START Data for analysis

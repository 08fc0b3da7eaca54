//! Resolution of untrusted, possibly-virtual request paths against the
//! served root: sanitization, repository discovery and the split into
//! (commit reference, in-repo path).

use std::fmt;
use std::fs;
use std::path::{Component, Path, PathBuf};

use path_clean::PathClean;

/// Directory entries that mark a directory as a git repository. The
/// check is a case-insensitive superset test on the immediate listing.
pub const REPO_SIGNATURE: [&str; 4] = ["head", "info", "objects", "refs"];

/// Why a request path could not be resolved to a servable resource.
#[derive(Debug)]
pub enum PathError {
    /// The candidate path escapes the served root.
    Escape(String),
    /// The candidate path does not lead to anything viewable: a missing
    /// commit, a missing in-repo entry, an unsupported object type, a
    /// failed archive invocation.
    Unfit(String),
}

impl PathError {
    pub fn unfit(message: impl Into<String>) -> Self {
        Self::Unfit(message.into())
    }
}

impl fmt::Display for PathError {
    fn fmt(&self, f: &mut fmt::Formatter<'_>) -> fmt::Result {
        match self {
            Self::Escape(msg) | Self::Unfit(msg) => f.write_str(msg),
        }
    }
}

impl std::error::Error for PathError {}

/// Cleans a relative path candidate and evaluates it against `root`.
///
/// The path does not have to exist on disk, it only has to stay inside
/// `root` once `..`, `.` and duplicate separators are collapsed. The
/// returned path is relative, forward-slash delimited and carries no
/// leading separator.
pub fn sanitize(root: &Path, candidate: &str) -> Result<String, PathError> {
    let trimmed = candidate
        .trim_matches(|c| c == '/' || c == '\\')
        .replace('\\', "/");
    let full = root.join(&trimmed).clean();

    let suffix = full
        .strip_prefix(root)
        .map_err(|_| PathError::Escape(format!("path {candidate:?} is outside of the served root")))?;

    let mut relative = String::new();
    for component in suffix.components() {
        match component {
            Component::Normal(part) => {
                let part = part.to_str().ok_or_else(|| {
                    PathError::unfit("path is not representable as unicode")
                })?;
                if !relative.is_empty() {
                    relative.push('/');
                }
                relative.push_str(part);
            }
            Component::CurDir => {}
            _ => {
                return Err(PathError::Escape(format!(
                    "path {candidate:?} is outside of the served root"
                )))
            }
        }
    }

    Ok(relative)
}

/// Returns true when the directory's immediate listing satisfies the
/// repository signature.
pub fn is_repo_dir(path: &Path) -> bool {
    let Ok(entries) = fs::read_dir(path) else {
        return false;
    };

    let names: Vec<String> = entries
        .filter_map(Result::ok)
        .map(|entry| entry.file_name().to_string_lossy().to_lowercase())
        .collect();

    REPO_SIGNATURE
        .iter()
        .all(|marker| names.iter().any(|name| name == marker))
}

/// Walks `relative` prefix-by-prefix from `root` looking for the first
/// prefix that is a repository directory.
///
/// Returns the absolute repository path (when found) and the unconsumed
/// remainder of the path. The walk also stops when a prefix turns out
/// not to be a directory; in that case the offending segment and
/// everything after it are returned as the remainder. The remainder is
/// purely virtual: no part of it needs to exist on disk.
pub fn locate_repo(root: &Path, relative: &str) -> (Option<PathBuf>, String) {
    let segments: Vec<&str> = if relative.is_empty() {
        Vec::new()
    } else {
        relative.split('/').collect()
    };

    let mut current = root.to_path_buf();
    let mut consumed = 0;

    loop {
        if current.is_dir() {
            if is_repo_dir(&current) {
                return (Some(current), segments[consumed..].join("/"));
            }
        } else {
            // mid-walk we hit a file or nothing at all; the rest of the
            // path, including this segment, is virtual
            return (None, segments[consumed.saturating_sub(1)..].join("/"));
        }

        match segments.get(consumed) {
            Some(segment) => {
                current.push(segment);
                consumed += 1;
            }
            None => return (None, String::new()),
        }
    }
}

/// Splits an unconsumed tail into (commit reference, in-repo path).
/// An empty tail selects `HEAD`.
pub fn split_reference(tail: &str) -> (&str, &str) {
    let tail = tail.trim_matches('/');
    if tail.is_empty() {
        return ("HEAD", "");
    }

    match tail.split_once('/') {
        Some((reference, rest)) => (reference, rest),
        None => (tail, ""),
    }
}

END Data for analysis

→ Your objective
Your task is to reproduce each entry exactly.

→ Exercise response
repository 08fc0b3da7eaca54
//! Resolution of untrusted, possibly-virtual request paths against the
//! served root: sanitization, repository discovery and the split into
//! (commit reference, in-repo path).

use std::fmt;
use std::fs;
use std::path::{Component, Path, PathBuf};

use path_clean::PathClean;

/// Directory entries that mark a directory as a git repository. The
/// check is a case-insensitive superset test on the immediate listing.
pub const REPO_SIGNATURE: [&str; 4] = ["head", "info", "objects", "refs"];

/// Why a request path could not be resolved to a servable resource.
#[derive(Debug)]
pub enum PathError {
    /// The candidate path escapes the served root.
    Escape(String),
    /// The candidate path does not lead to anything viewable: a missing
    /// commit, a missing in-repo entry, an unsupported object type, a
    /// failed archive invocation.
    Unfit(String),
}

impl PathError {
    pub fn unfit(message: impl Into<String>) -> Self {
        Self::Unfit(message.into())
    }
}

impl fmt::Display for PathError {
    fn fmt(&self, f: &mut fmt::Formatter<'_>) -> fmt::Result {
        match self {
            Self::Escape(msg) | Self::Unfit(msg) => f.write_str(msg),
        }
    }
}

impl std::error::Error for PathError {}

/// Cleans a relative path candidate and evaluates it against `root`.
///
/// The path does not have to exist on disk, it only has to stay inside
/// `root` once `..`, `.` and duplicate separators are collapsed. The
/// returned path is relative, forward-slash delimited and carries no
/// leading separator.
pub fn sanitize(root: &Path, candidate: &str) -> Result<String, PathError> {
    let trimmed = candidate
        .trim_matches(|c| c == '/' || c == '\\')
        .replace('\\', "/");
    let full = root.join(&trimmed).clean();

    let suffix = full
        .strip_prefix(root)
        .map_err(|_| PathError::Escape(format!("path {candidate:?} is outside of the served root")))?;

    let mut relative = String::new();
    for component in suffix.components() {
        match component {
            Component::Normal(part) => {
                let part = part.to_str().ok_or_else(|| {
                    PathError::unfit("path is not representable as unicode")
                })?;
                if !relative.is_empty() {
                    relative.push('/');
                }
                relative.push_str(part);
            }
            Component::CurDir => {}
            _ => {
                return Err(PathError::Escape(format!(
                    "path {candidate:?} is outside of the served root"
                )))
            }
        }
    }

    Ok(relative)
}

/// Returns true when the directory's immediate listing satisfies the
/// repository signature.
pub fn is_repo_dir(path: &Path) -> bool {
    let Ok(entries) = fs::read_dir(path) else {
        return false;
    };

    let names: Vec<String> = entries
        .filter_map(Result::ok)
        .map(|entry| entry.file_name().to_string_lossy().to_lowercase())
        .collect();

    REPO_SIGNATURE
        .iter()
        .all(|marker| names.iter().any(|name| name == marker))
}

/// Walks `relative` prefix-by-prefix from `root` looking for the first
/// prefix that is a repository directory.
///
/// Returns the absolute repository path (when found) and the unconsumed
/// remainder of the path. The walk also stops when a prefix turns out
/// not to be a directory; in that case the offending segment and
/// everything after it are returned as the remainder. The remainder is
/// purely virtual: no part of it needs to exist on disk.
pub fn locate_repo(root: &Path, relative: &str) -> (Option<PathBuf>, String) {
    let segments: Vec<&str> = if relative.is_empty() {
        Vec::new()
    } else {
        relative.split('/').collect()
    };

    let mut current = root.to_path_buf();
    let mut consumed = 0;

    loop {
        if current.is_dir() {
            if is_repo_dir(&current) {
                return (Some(current), segments[consumed..].join("/"));
            }
        } else {
            // mid-walk we hit a file or nothing at all; the rest of the
            // path, including this segment, is virtual
            return (None, segments[consumed.saturating_sub(1)..].join("/"));
        }

        match segments.get(consumed) {
            Some(segment) => {
                current.push(segment);
                consumed += 1;
            }
            None => return (None, String::new()),
        }
    }
}

/// Splits an unconsumed tail into (commit reference, in-repo path).
/// An empty tail selects `HEAD`.
pub fn split_reference(tail: &str) -> (&str, &str) {
    let tail = tail.trim_matches('/');
    if tail.is_empty() {
        return ("HEAD", "");
    }

    match tail.split_once('/') {
        Some((reference, rest)) => (reference, rest),
        None => (tail, ""),
    }
}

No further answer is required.